EXERCISE AIM =>
Go through the entries and copy every line that has the string "Coordinates" in it.

☆ ☆ ☆ ☆

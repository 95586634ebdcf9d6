use async_trait::async_trait;
use serde::Deserialize;

use super::error::{FetchError, ParseError};
use super::http::get_text;
use super::types::{Degrees, IssFix};
use crate::geo::Coordinates;

pub const DEFAULT_ISS_URL: &str = "http://api.open-notify.org/iss-now.json";

/// Something that knows where the ISS is right now.
#[async_trait]
pub trait IssSource: Send + Sync {
    async fn fetch(&self) -> Result<IssFix, FetchError>;
}

#[derive(Debug, Deserialize)]
struct IssNowResponse {
    iss_position: IssPosition,
    /// Epoch seconds. Usually an integer, but any JSON number is accepted.
    timestamp: f64,
    #[serde(default)]
    message: Option<String>,
}

#[derive(Debug, Deserialize)]
struct IssPosition {
    longitude: Degrees,
    latitude: Degrees,
}

/// Parse an `iss-now.json` body.
pub fn parse_iss_response(body: &str) -> Result<IssFix, FetchError> {
    let response: IssNowResponse = serde_json::from_str(body)?;

    if let Some(message) = response.message.as_deref() {
        if message != "success" {
            return Err(FetchError::Rejected(message.to_string()));
        }
    }

    let longitude = response.iss_position.longitude.to_f64("longitude")?;
    let latitude = response.iss_position.latitude.to_f64("latitude")?;
    let timestamp = epoch_seconds(response.timestamp)?;

    Ok(IssFix {
        position: Coordinates::new(latitude, longitude),
        timestamp,
    })
}

fn epoch_seconds(value: f64) -> Result<i64, ParseError> {
    // i64::MAX as f64 rounds up to 2^63, which no longer fits.
    if !value.is_finite() {
        return Err(ParseError::NonFinite {
            field: "timestamp",
            value,
        });
    }
    if value < i64::MIN as f64 || value >= i64::MAX as f64 {
        return Err(ParseError::OutOfRange {
            field: "timestamp",
            value,
        });
    }
    Ok(value.floor() as i64)
}

/// Client for the open-notify `iss-now` endpoint.
pub struct OpenNotifyClient {
    client: reqwest::Client,
    url: String,
}

impl OpenNotifyClient {
    pub fn new(client: reqwest::Client, url: impl Into<String>) -> Self {
        Self {
            client,
            url: url.into(),
        }
    }
}

#[async_trait]
impl IssSource for OpenNotifyClient {
    async fn fetch(&self) -> Result<IssFix, FetchError> {
        let body = get_text(&self.client, &self.url).await?;
        let fix = parse_iss_response(&body)?;
        log::debug!("ISS at {} (t={})", fix.position, fix.timestamp);
        Ok(fix)
    }
}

☆ ☆ ☆ ☆

SOLVED EXERCISE =>
use crate::geo::Coordinates;
        position: Coordinates::new(latitude, longitude),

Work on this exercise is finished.